Disulfide-based 2-pyridyl-hydrazone prochelators induce iron deprivation and oxidative stress in ovarian cancer cells.

Alterations of iron homeostasis are characteristic of malignant behavior and have been associated with poor prognosis in ovarian cancer patients. Iron-binding chelators are currently under investigation as potential cancer therapeutics because they allow manipulation of iron availability and redox chemistry. In addition, the design of prochelator systems enables the release of iron-binding chelators upon cell entry and therefore the sequestration of intracellular (rather than systemic) iron. We report the synthesis and biological evaluation of disulfide-based prochelators featuring a 2-pyridyl-hydrazone motif and resulting in a tridentate (S,N,N) donor set as found in several antiproliferative chelators (e.g., Triapine, Dp44mT, DpC, COTI-2). Upon disulfide reduction and iron(II) coordination, the chelators stabilize ferric complexes that are redox-active in neutral aqueous conditions.

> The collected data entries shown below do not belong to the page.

//! Game session facade: validated moves, history, captures, undo, reset.
//!
//! This is the surface a display collaborator drives. Turn ownership is
//! deliberately not checked here — whose click or schedule a move came from
//! is the collaborator's concern; the engine only enforces legality.

use crate::engines::engine_trait::MoveSelector;
use crate::game_state::board::Board;
use crate::game_state::chess_types::{Move, Piece, Side, Square};
use crate::game_state::move_record::{CapturedPieces, MoveRecord};
use crate::move_generation::legal_moves::{
    has_any_legal_move_in_place, legal_destinations_in_place,
};
use crate::utils::notation::move_notation;

#[derive(Debug, Clone, PartialEq, Eq)]
pub struct Game {
    board: Board,
    history: Vec<MoveRecord>,
    captured: CapturedPieces,
}

impl Game {
    /// A fresh game at the opening position, white to move.
    pub fn new() -> Self {
        Self {
            board: Board::new_game(),
            history: Vec::new(),
            captured: CapturedPieces::default(),
        }
    }

    pub fn board(&self) -> &Board {
        &self.board
    }

    /// Mutable board access for selectors and simulation helpers, which
    /// rely on exclusive simulate-and-restore use.
    pub fn board_mut(&mut self) -> &mut Board {
        &mut self.board
    }

    pub fn side_to_move(&self) -> Side {
        self.board.side_to_move
    }

    /// Legal destinations for the piece on `from`; empty for an empty
    /// square.
    pub fn legal_moves(&mut self, from: Square) -> Vec<Square> {
        legal_destinations_in_place(&mut self.board, from)
    }

    /// Whether `side` could move at all. The caller decides what a `false`
    /// means for the game's outcome.
    pub fn has_any_legal_move(&mut self, side: Side) -> bool {
        has_any_legal_move_in_place(&mut self.board, side)
    }

    /// Apply `from -> to` if it is legal for the piece standing on `from`.
    ///
    /// All-or-nothing: on failure the board, history, captured sequences,
    /// and active side are left untouched and `false` is returned.
    pub fn attempt_move(&mut self, from: Square, to: Square) -> bool {
        if self.board.piece_at(from).is_none() {
            return false;
        }
        if !legal_destinations_in_place(&mut self.board, from).contains(&to) {
            return false;
        }

        let mv = Move::new(from, to);
        let Some(undo) = self.board.apply_relocation(mv) else {
            return false;
        };

        if let Some(captured) = undo.captured {
            self.captured.record(captured);
        }
        let notation = move_notation(undo.moved, undo.captured, mv);
        self.history.push(MoveRecord {
            mv,
            moved: undo.moved,
            captured: undo.captured,
            notation,
        });
        self.board.side_to_move = self.board.side_to_move.opposite();
        true
    }

    /// Read-only history view for move-list displays.
    pub fn history(&self) -> &[MoveRecord] {
        &self.history
    }

    /// Pieces `side` has lost, in capture order.
    pub fn captured(&self, side: Side) -> &[Piece] {
        self.captured.lost_by(side)
    }

    /// Ask a selector for a move in the current position without applying
    /// it. The collaborator decides when, or whether, to play the result —
    /// the engine performs no scheduling or delay.
    pub fn bot_select_move(&mut self, selector: &mut dyn MoveSelector) -> Option<Move> {
        selector.select_move(&mut self.board)
    }

    /// Take back the last exchange (one move per side) by truncating the
    /// history and replaying the remainder from the opening position.
    /// Returns `false` when fewer than two moves have been played.
    pub fn undo_last_exchange(&mut self) -> bool {
        if self.history.len() < 2 {
            return false;
        }
        self.history.truncate(self.history.len() - 2);
        self.replay_history();
        true
    }

    /// Reinitialize everything to the opening position.
    pub fn reset(&mut self) {
        *self = Self::new();
    }

    /// Rebuild board, captures, and active side from the history alone.
    ///
    /// Replays raw relocations without re-validating legality; history
    /// entries are a strictly legal, gap-free sequence from the opening
    /// position by construction.
    fn replay_history(&mut self) {
        self.board = Board::new_game();
        self.captured.clear();

        for record in &self.history {
            self.board.set_piece(record.mv.to, Some(record.moved));
            self.board.set_piece(record.mv.from, None);
            if let Some(captured) = record.captured {
                self.captured.record(captured);
            }
            self.board.side_to_move = self.board.side_to_move.opposite();
        }
    }
}

impl Default for Game {
    fn default() -> Self {
        Self::new()
    }
}

#[cfg(test)]
mod tests {
    use super::Game;
    use crate::game_state::chess_types::{Piece, PieceKind, Side, Square};

    fn sq(row: u8, col: u8) -> Square {
        Square::new(row, col)
    }

    #[test]
    fn successful_move_relocates_records_and_flips_the_turn() {
        let mut game = Game::new();
        assert_eq!(game.side_to_move(), Side::White);

        assert!(game.attempt_move(sq(6, 4), sq(4, 4)));

        assert_eq!(game.side_to_move(), Side::Black);
        assert_eq!(game.board().piece_at(sq(6, 4)), None);
        assert_eq!(
            game.board().piece_at(sq(4, 4)),
            Some(Piece::new(PieceKind::Pawn, Side::White))
        );
        assert_eq!(game.history().len(), 1);
        assert_eq!(game.history()[0].notation, "e4");
        assert_eq!(game.history()[0].captured, None);
    }

    #[test]
    fn failed_moves_change_nothing_at_all() {
        let mut game = Game::new();
        let before = game.clone();

        // Empty origin square.
        assert!(!game.attempt_move(sq(4, 4), sq(3, 4)));
        // Occupied origin, illegal destination.
        assert!(!game.attempt_move(sq(6, 4), sq(3, 4)));
        // Own piece on the destination.
        assert!(!game.attempt_move(sq(7, 0), sq(6, 0)));

        assert_eq!(game, before);
    }

    #[test]
    fn captures_are_recorded_with_pawn_capture_notation() {
        let mut game = Game::new();
        assert!(game.attempt_move(sq(6, 4), sq(4, 4))); // e4
        assert!(game.attempt_move(sq(1, 3), sq(3, 3))); // d5
        assert!(game.attempt_move(sq(4, 4), sq(3, 3))); // exd5

        let record = game.history().last().expect("three moves were played");
        assert_eq!(record.notation, "exd5");
        assert_eq!(
            record.captured,
            Some(Piece::new(PieceKind::Pawn, Side::Black))
        );
        assert_eq!(
            game.captured(Side::Black),
            &[Piece::new(PieceKind::Pawn, Side::Black)]
        );
        assert!(game.captured(Side::White).is_empty());
    }

    #[test]
    fn turn_alternates_exactly_once_per_accepted_move() {
        let mut game = Game::new();
        let mut expected = Side::White;
        for (from, to) in [
            ((6, 4), (4, 4)),
            ((1, 4), (3, 4)),
            ((7, 6), (5, 5)),
            ((0, 1), (2, 2)),
        ] {
            assert_eq!(game.side_to_move(), expected);
            assert!(game.attempt_move(sq(from.0, from.1), sq(to.0, to.1)));
            expected = expected.opposite();
        }
        assert_eq!(game.side_to_move(), expected);
    }

    #[test]
    fn undo_last_exchange_replays_to_the_earlier_position() {
        let mut game = Game::new();
        assert!(game.attempt_move(sq(6, 4), sq(4, 4)));
        assert!(game.attempt_move(sq(1, 4), sq(3, 4)));
        let checkpoint = game.clone();

        assert!(game.attempt_move(sq(7, 6), sq(5, 5)));
        assert!(game.attempt_move(sq(0, 6), sq(2, 5)));

        assert!(game.undo_last_exchange());
        assert_eq!(game, checkpoint);
    }

    #[test]
    fn undo_rebuilds_captured_sequences_from_history() {
        let mut game = Game::new();
        assert!(game.attempt_move(sq(6, 4), sq(4, 4))); // e4
        assert!(game.attempt_move(sq(1, 3), sq(3, 3))); // d5
        assert!(game.attempt_move(sq(4, 4), sq(3, 3))); // exd5
        assert!(game.attempt_move(sq(0, 3), sq(3, 3))); // Qxd5

        assert_eq!(game.captured(Side::Black).len(), 1);
        assert_eq!(game.captured(Side::White).len(), 1);

        assert!(game.undo_last_exchange());
        assert!(game.captured(Side::Black).is_empty());
        assert!(game.captured(Side::White).is_empty());
        assert_eq!(game.history().len(), 2);
        assert_eq!(game.side_to_move(), Side::White);
    }

    #[test]
    fn undo_needs_at_least_one_full_exchange() {
        let mut game = Game::new();
        assert!(!game.undo_last_exchange());
        assert!(game.attempt_move(sq(6, 4), sq(4, 4)));
        assert!(!game.undo_last_exchange());
        assert_eq!(game.history().len(), 1);
    }

    #[test]
    fn reset_returns_to_a_fresh_game() {
        let mut game = Game::new();
        assert!(game.attempt_move(sq(6, 4), sq(4, 4)));
        assert!(game.attempt_move(sq(1, 4), sq(3, 4)));
        game.reset();
        assert_eq!(game, Game::new());
    }

    #[test]
    fn move_legality_ignores_whose_turn_it_is() {
        // Authorization is the collaborator's job: black can be driven
        // even while the active side is white.
        let mut game = Game::new();
        assert!(game.attempt_move(sq(1, 4), sq(3, 4)));
        assert_eq!(game.side_to_move(), Side::Black);
    }

    #[test]
    fn both_sides_can_move_at_the_opening() {
        let mut game = Game::new();
        assert!(game.has_any_legal_move(Side::White));
        assert!(game.has_any_legal_move(Side::Black));
    }

    #[test]
    fn bot_selection_yields_an_applicable_move() {
        use crate::engines::engine_random::RandomEngine;

        let mut game = Game::new();
        let mut bot = RandomEngine::seeded(Side::White, 21);
        let mv = game
            .bot_select_move(&mut bot)
            .expect("white has legal moves");
        assert!(game.attempt_move(mv.from, mv.to));
        assert_eq!(game.side_to_move(), Side::Black);
    }
}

Symmetric prochelator (PH3-S) and glucose conjugate G6PH3 have antiproliferative, pro-apoptotic effects in A2780 ovarian carcinoma cells. Both compounds sequester intracellular iron and impact the expression of the transferrin receptor TfR1 and the iron storage protein ferritin. Oxidative stress is found to be a component of the mechanism of action of these prochelators. Accordingly, the preformed iron complex FePH3 also leads to apoptosis and iron dysregulation, and its toxicity is enhanced when the antioxidant capacity of the cells is impaired. The incorporation of the 2-pyridyl-hydrazone motif in disulfide-based prochelators therefore combines iron sequestration with pro-oxidant effects that could enhance the pharmacological profile of this chelation approach for cancer applications.